C5a/C5aR信号在微小隐孢子虫感染中的免疫调节作用研究

旨在探究C5a/C5aR信号在微小隐孢子虫感染过程中对宿主CD4⁺ T细胞免疫反应的调控作用。本研究以微小隐孢子虫（Cryptosporidium parvum）为研究对象，以BALB/c乳鼠和C5aR抑制BALB/c乳鼠为感染模型，应用实时荧光定量PCR和免疫组织化学技术检测了C.parvum感染前后乳鼠回肠组织中C5aR的表达变化，利用实时荧光定量PCR检测了隐孢子虫HSP70基因和CD4⁺ T细胞亚群（Th1、Th2、Th17细胞和Treg细胞）主效应细胞因子（IFN-γ、IL-4、IL-17和TGF-β）的转录变化，并通过病理组织切片观察乳鼠回肠黏膜的损伤情况。结果显示：与对照组乳鼠相比，C.parvum感染可以引起乳鼠回肠组织中C5aR的mRNA和蛋白表达水平显著上调（P<0.05），以及IFN-γ表达水平显著上调（P<0.05）；与C.parvum感染组乳鼠相比，C5aR抑制剂处理可引起C.parvum感染乳鼠回肠组织中Th1细胞、Th2细胞和Treg细胞的主效应细胞因子IFN-γ、IL-4和TGF-β显著下调表达（P<0.05），以及Th17细胞主效应细胞因子IL-17显著上调表达（P<0.05）。病理学观察发现，抑制C5aR能显著改善C.parvum感染引起的乳鼠回肠组织的绒毛直径和黏膜厚度变化（P<0.05），但不能改善绒毛长度、绒毛长度与隐窝深度比值。隐孢子虫HSP70基因的mRNA水平检测发现，抑制C5aR能显著影响C.parvum在回肠组织中的增殖（P<0.05）。C5a/C5aR信号可能通过动态调节CD4⁺ T细胞亚群主效应细胞因子的表达来参与宿主与隐孢子虫相互作用的过程，为深入理解隐孢子虫与宿主的互作机制提供了参考。

Immunomodulatory Effect of C5a/C5aR Signal during Cryptosporidium parvum Infection

The aim of this study was to explore the regulation of C5a/C5aR signal in the immune response of host CD4⁺ T cell during Cryptosporidium parvum infection. We have utilized C. parvum as the research object, and selected BALB/c suckling mice and C5aR inhibited BALB/c suckling mice as infection models. The expression level of C5aR in the ileum tissues of BALB/c suckling mice was detected by using real-time PCR and immunohistochemistry. The expression patterns of C. parvum HSP70 gene and main effector cytokines (IFN-γ, IL-4, IL-17 and TGF-β) of CD4⁺ T cell subsets (Th1, Th2, Th17 cells and Treg cells) were analyzed by real-time PCR. The injury of ileal mucosa in suckling mice was observed by histopathology analysis.
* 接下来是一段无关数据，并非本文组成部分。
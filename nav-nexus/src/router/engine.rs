//! The route reconciliation engine.
//!
//! A [`Router`] matches a requested route against a fresh path snapshot and
//! keeps whatever is left in a pending queue. The queue is driven one
//! destination at a time by steps posted to the scheduler, so screens created
//! by one step get a chance to appear before the next one is attempted.
//!
//! ## States
//! - Idle: nothing pending, no expiry timer.
//! - Active: destinations pending and an expiry timer armed. Every (re)start
//!   of the drive cycle re-arms the timer; when it fires the route is dropped.

use super::matching::divergence;
use super::traits::{Navigation, NavigationRouter};
use crate::config::{ConflictPolicy, RouterConfig};
use crate::destination::{Destination, DestinationRef};
use crate::error::{Error, Result, RouteInProgressSnafu};
use crate::path::PathProvider;
use crate::queue::PendingQueue;
use crate::scheduler::Scheduler;
use crate::task::TaskHandle;
use log::{debug, info, trace, warn};
use std::sync::{Arc, Mutex, MutexGuard, Weak};

#[derive(Default)]
struct RouterState {
    pending: PendingQueue<DestinationRef>,
    animated: bool,
    expiry: Option<TaskHandle>,
    /// Bumped on every arm so a superseded timer cannot clear the queue.
    generation: u64,
    step_posted: bool,
}

struct Inner {
    paths: Arc<dyn PathProvider>,
    scheduler: Arc<dyn Scheduler>,
    config: RouterConfig,
    state: Mutex<RouterState>,
}

/// Cheaply cloneable handle to a navigation router.
///
/// Drive steps and expiry run on the router's [`Scheduler`]. Call
/// `navigate`, `navigate_to` and `check_active_navigation` from that same
/// context too (e.g. via [`Scheduler::post`]) so controllers only ever
/// see one thread.
///
/// # Example
/// ```ignore
/// let router = Router::new(paths, scheduler);
/// router.navigate(&route![Place::Main, Place::Library, Place::Album(3)], true)?;
///
/// // In a screen's lifecycle, once it is visible:
/// router.check_active_navigation();
/// ```
#[derive(Clone)]
pub struct Router {
    inner: Arc<Inner>,
}

impl Router {
    pub fn new(paths: Arc<dyn PathProvider>, scheduler: Arc<dyn Scheduler>) -> Self {
        Self::with_config(paths, scheduler, RouterConfig::default())
    }

    pub fn with_config(
        paths: Arc<dyn PathProvider>,
        scheduler: Arc<dyn Scheduler>,
        config: RouterConfig,
    ) -> Self {
        Self {
            inner: Arc::new(Inner {
                paths,
                scheduler,
                config,
                state: Mutex::new(RouterState::default()),
            }),
        }
    }

    pub fn config(&self) -> &RouterConfig {
        &self.inner.config
    }

    /// Whether a route is being driven.
    pub fn is_active(&self) -> bool {
        self.pending_len() > 0
    }

    pub fn pending_len(&self) -> usize {
        self.inner
            .read_state(|state| state.pending.len())
            .unwrap_or(0)
    }

    /// Destinations of the active route not reached yet, next first.
    pub fn pending(&self) -> Vec<DestinationRef> {
        self.inner
            .read_state(|state| state.pending.iter().cloned().collect())
            .unwrap_or_default()
    }

    /// Whether the active route animates its transitions.
    pub fn is_animated(&self) -> bool {
        self.inner
            .read_state(|state| state.animated)
            .unwrap_or(false)
    }
}

impl Navigation for Router {
    fn navigate_to(&self, destination: &dyn Destination, animated: bool) -> bool {
        self.inner.navigate_to(destination, animated)
    }

    fn navigate(&self, route: &[DestinationRef], animated: bool) -> Result<()> {
        self.inner.navigate(route, animated)
    }
}

impl NavigationRouter for Router {
    fn check_active_navigation(&self) {
        let Ok(mut state) = self.inner.lock_state() else {
            warn!("Router state poisoned, ignoring resume");
            return;
        };
        if !state.pending.is_empty() {
            trace!("Resuming route, {} destinations pending", state.pending.len());
            self.inner.drive(&mut state);
        }
    }
}

impl Inner {
    fn lock_state(&self) -> Result<MutexGuard<'_, RouterState>> {
        self.state.lock().map_err(|_| Error::LockPoisoned)
    }

    fn navigate_to(&self, destination: &dyn Destination, animated: bool) -> bool {
        let path = self.paths.current_path();
        for node in path.iter().rev().flatten() {
            if let Some(controller) = node.as_controller() {
                if controller.navigate(destination, animated) {
                    trace!("{:?} accepted by {:?}", destination, node.origin());
                    return true;
                }
            }
        }
        trace!("No screen accepted {:?}", destination);
        false
    }

    /// Snapshot read for introspection; a poisoned state reads as `None`.
    fn read_state<R>(&self, f: impl FnOnce(&RouterState) -> R) -> Option<R> {
        match self.lock_state() {
            Ok(state) => Some(f(&state)),
            Err(e) => {
                warn!("Router state unavailable: {}", e);
                None
            }
        }
    }

    fn navigate(self: &Arc<Self>, route: &[DestinationRef], animated: bool) -> Result<()> {
        let pending = self.lock_state()?.pending.len();
        if pending > 0 {
            return self.conflict(route.len(), pending);
        }

        let matched = divergence(&self.paths.current_path(), route);
        let remaining = &route[matched..];

        let mut state = self.lock_state()?;
        // The provider ran unlocked; a screen may have started a route meanwhile.
        if !state.pending.is_empty() {
            let pending = state.pending.len();
            drop(state);
            return self.conflict(route.len(), pending);
        }

        debug!(
            "Route of {} destinations matches live path up to {}",
            route.len(),
            matched
        );
        match remaining {
            [] => Ok(()),
            [last] => {
                drop(state);
                self.navigate_to(last.as_ref(), animated);
                Ok(())
            }
            _ => {
                state.pending.append_all(remaining.iter().cloned());
                state.animated = animated;
                self.drive(&mut state);
                Ok(())
            }
        }
    }

    /// Called with the state lock released so a panic cannot poison it.
    fn conflict(&self, requested: usize, pending: usize) -> Result<()> {
        match self.config.on_conflict {
            ConflictPolicy::Abort => panic!(
                "Navigate to new route is not allowed during active navigation phase \
                 ({pending} destinations pending)"
            ),
            ConflictPolicy::Reject => {
                warn!("Rejecting route of {} destinations, {} still pending", requested, pending);
                RouteInProgressSnafu { pending }.fail()
            }
        }
    }

    /// (Re)start the drive cycle: make sure a step is posted and re-arm expiry.
    fn drive(self: &Arc<Self>, state: &mut RouterState) {
        if !state.step_posted {
            state.step_posted = true;
            let weak = Arc::downgrade(self);
            self.scheduler.post(Box::new(move || {
                if let Some(inner) = weak.upgrade() {
                    inner.step();
                }
            }));
        }
        self.arm_expiry(state);
    }

    fn arm_expiry(self: &Arc<Self>, state: &mut RouterState) {
        if let Some(previous) = state.expiry.take() {
            previous.abort();
        }
        state.generation += 1;
        let generation = state.generation;
        let weak: Weak<Self> = Arc::downgrade(self);
        let handle = self.scheduler.post_after(
            self.config.expiry,
            Box::new(move || {
                if let Some(inner) = weak.upgrade() {
                    inner.expire(generation);
                }
            }),
        );
        state.expiry = Some(handle);
    }

    fn step(self: &Arc<Self>) {
        let (front, animated) = {
            let Ok(mut state) = self.lock_state() else {
                return;
            };
            state.step_posted = false;
            match state.pending.front() {
                Some(front) => (Arc::clone(front), state.animated),
                None => return,
            }
        };

        // Screens are called without the lock so they may call back in.
        if !self.navigate_to(front.as_ref(), animated) {
            return;
        }

        let Ok(mut state) = self.lock_state() else {
            return;
        };
        let unchanged = state
            .pending
            .front()
            .is_some_and(|current| Arc::ptr_eq(current, &front));
        if !unchanged {
            return;
        }
        state.pending.pop_front();
        if state.pending.is_empty() {
            debug!("Route complete");
            state.animated = false;
            if let Some(expiry) = state.expiry.take() {
                expiry.abort();
            }
        } else {
            self.drive(&mut state);
        }
    }

    fn expire(&self, generation: u64) {
        let Ok(mut state) = self.lock_state() else {
            return;
        };
        if state.generation != generation || state.pending.is_empty() {
            return;
        }
        info!(
            "Abandoning route after {:?} without progress, {} destinations pending (next: {:?})",
            self.config.expiry,
            state.pending.len(),
            state.pending.front()
        );
        state.pending.clear();
        state.animated = false;
        state.expiry = None;
    }
}

impl Drop for Inner {
    fn drop(&mut self) {
        if let Ok(state) = self.state.get_mut() {
            if let Some(expiry) = state.expiry.take() {
                expiry.abort();
            }
        }
    }
}
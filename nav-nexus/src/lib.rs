//! Declarative navigation over a live, changing screen hierarchy.
//!
//! Callers ask a [`Router`] for a destination or a whole route; the router
//! compares the route with the screens currently presented and drives the
//! remaining steps one by one as screens finish appearing.

extern crate self as nav_nexus;

pub mod config;
pub mod destination;
pub mod error;
pub mod lifecycle;
pub mod node;
pub mod path;
pub mod queue;
pub mod router;
pub mod scheduler;
pub mod task;

pub use error::{Error, Result};
pub use nav_setup::destination;

// Re-export common types for convenience
pub use config::{ConflictPolicy, RouterConfig};
pub use destination::{Destination, DestinationRef, Route};
pub use lifecycle::{LifecycleMonitor, ScreenLifecycle};
pub use node::{NavigationController, NavigationPath, Navigatable, PathSlot};
pub use path::{HierarchyPathProvider, PathProvider, Screen, StaticPathProvider};
pub use queue::PendingQueue;
pub use router::{divergence, Navigation, NavigationRouter, Router};
pub use scheduler::{Job, LoopScheduler, Scheduler, TokioScheduler};
pub use task::{TaskHandle, TaskTracker};
//! Cancellable handles for scheduled work.
//!
//! Provides `TaskHandle` for a single delayed job and `TaskTracker` for
//! groups of jobs that should be cancelled together (e.g., when a scheduler
//! shuts down).

use std::sync::atomic::{AtomicBool, Ordering};
use std::sync::Arc;
use tokio::task::AbortHandle;

#[derive(Debug)]
enum Cancel {
    /// A spawned tokio task.
    Abort(AbortHandle),
    /// A job held by a host-driven scheduler.
    Flag {
        cancelled: Arc<AtomicBool>,
        finished: Arc<AtomicBool>,
    },
}

/// A handle to scheduled work that can be cancelled before it runs.
#[derive(Debug)]
pub struct TaskHandle {
    cancel: Cancel,
}

impl TaskHandle {
    /// Create a new TaskHandle from an AbortHandle.
    pub fn new(abort_handle: AbortHandle) -> Self {
        Self {
            cancel: Cancel::Abort(abort_handle),
        }
    }

    /// Create a handle driven by shared flags. The scheduler owning the job
    /// must check `cancelled` before running it and set `finished` afterwards.
    pub fn from_flags(cancelled: Arc<AtomicBool>, finished: Arc<AtomicBool>) -> Self {
        Self {
            cancel: Cancel::Flag {
                cancelled,
                finished,
            },
        }
    }

    /// Cancel the work. A job that already started is not interrupted.
    pub fn abort(&self) {
        match &self.cancel {
            Cancel::Abort(handle) => handle.abort(),
            Cancel::Flag {
                cancelled,
                finished,
            } => {
                cancelled.store(true, Ordering::SeqCst);
                finished.store(true, Ordering::SeqCst);
            }
        }
    }

    /// Check if the work has finished (either completed or cancelled).
    pub fn is_finished(&self) -> bool {
        match &self.cancel {
            Cancel::Abort(handle) => handle.is_finished(),
            Cancel::Flag { finished, .. } => finished.load(Ordering::SeqCst),
        }
    }
}

/// A collection of task handles that can be cancelled together.
#[derive(Debug, Default)]
pub struct TaskTracker {
    handles: Vec<TaskHandle>,
}

impl TaskTracker {
    /// Create a new empty TaskTracker.
    pub fn new() -> Self {
        Self {
            handles: Vec::new(),
        }
    }

    /// Track a task handle. The task will be aborted when `abort_all` is called.
    pub fn track(&mut self, handle: TaskHandle) {
        // Clean up finished tasks while adding new ones
        self.handles.retain(|h| !h.is_finished());
        self.handles.push(handle);
    }

    /// Abort all tracked tasks.
    pub fn abort_all(&mut self) {
        for handle in self.handles.drain(..) {
            handle.abort();
        }
    }

    /// Get the number of active (non-finished) tracked tasks.
    pub fn active_count(&self) -> usize {
        self.handles.iter().filter(|h| !h.is_finished()).count()
    }

    pub fn has_active_tasks(&self) -> bool {
        self.handles.iter().any(|h| !h.is_finished())
    }
}

impl Drop for TaskTracker {
    fn drop(&mut self) {
        self.abort_all();
    }
}
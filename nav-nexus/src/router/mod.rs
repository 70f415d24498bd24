//! Router module.
//!
//! Reconciles requested routes with the live screen hierarchy.

pub mod engine;
pub mod matching;
pub mod traits;

pub use engine::Router;
pub use matching::divergence;
pub use traits::{Navigation, NavigationRouter};
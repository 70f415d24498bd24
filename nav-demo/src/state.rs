//! Observable shared state.
//!
//! Screens mutate the model from the router's worker; the render loop
//! subscribes and redraws on every change.

use nav_nexus::{Error, Result};
use std::sync::{Arc, RwLock};
use tokio::sync::watch;

/// Shared state handle. Clones refer to the same value.
pub struct Entity<T> {
    inner: Arc<RwLock<T>>,
    tx: watch::Sender<()>,
}

impl<T> Entity<T> {
    /// Create a new entity with the given initial value.
    pub fn new(value: T) -> Self {
        let (tx, _) = watch::channel(());
        Self {
            inner: Arc::new(RwLock::new(value)),
            tx,
        }
    }

    /// Update the inner value using a closure and notify subscribers.
    pub fn update<F, R>(&self, f: F) -> Result<R>
    where
        F: FnOnce(&mut T) -> R,
    {
        let mut guard = self.inner.write().map_err(|_| Error::LockPoisoned)?;
        let res = f(&mut *guard);
        drop(guard);
        let _ = self.tx.send(());
        Ok(res)
    }

    /// Read the inner value using a closure.
    pub fn read<F, R>(&self, f: F) -> Result<R>
    where
        F: FnOnce(&T) -> R,
    {
        let guard = self.inner.read().map_err(|_| Error::LockPoisoned)?;
        Ok(f(&*guard))
    }

    /// Subscribe to changes of this entity.
    pub fn subscribe(&self) -> watch::Receiver<()> {
        self.tx.subscribe()
    }
}

impl<T> Clone for Entity<T> {
    fn clone(&self) -> Self {
        Self {
            inner: Arc::clone(&self.inner),
            tx: watch::Sender::clone(&self.tx),
        }
    }
}

#[cfg(test)]
mod tests {
    use super::*;

    #[tokio::test]
    async fn test_update_notifies_subscribers() {
        let entity = Entity::new(1);
        let mut rx = entity.subscribe();

        entity.update(|v| *v += 1).unwrap();
        rx.changed().await.unwrap();
        assert_eq!(entity.read(|v| *v).unwrap(), 2);
    }

    #[test]
    fn test_clones_share_value() {
        let entity = Entity::new(String::from("a"));
        let other = entity.clone();
        other.update(|s| s.push('b')).unwrap();
        assert_eq!(entity.read(|s| s.clone()).unwrap(), "ab");
    }
}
Compared with mice in the control group, C. parvum infection could significantly increase the expression levels of C5aR mRNA and protein (P<0.05), as well as IFN-γ in the ileum tissues of suckling mice (P<0.05). Compared with mice infected with C. parvum, the expression levels of main effector cytokines of Th1, Th2 and Treg cells, namely IFN-γ, IL-4 and TGF-β, significantly reduced in C5aR inhibited BALB/C suckling mice infected with C. parvum (P<0.05), and the expression level of IL-17, the main effector cytokine of Th17 cells, significantly increased in suckling mice treated with C5aR inhibitor (P<0.05). Histopathology analysis of ileal mucosa in suckling mice indicated inhibition of C5aR could significantly improve the changes of villus diameter and mucosal thickness of ileum caused by C. parvum infection (P<0.05), but not for the villus length and the ratio of villus length to crypt depth. Analysis of the mRNA level for Cryptosporidium HSP70 gene showed that inhibition of C5aR could significantly affect the proliferation of C. parvum in ileum (P<0.05). C5a/C5aR signal may participate in the process of interaction between host and Cryptosporidium by dynamically regulating the expression of major effector cytokines for CD4⁺ T cell subsets, providing reference basis for further understanding the interaction mechanism between Cryptosporidium spp. and host.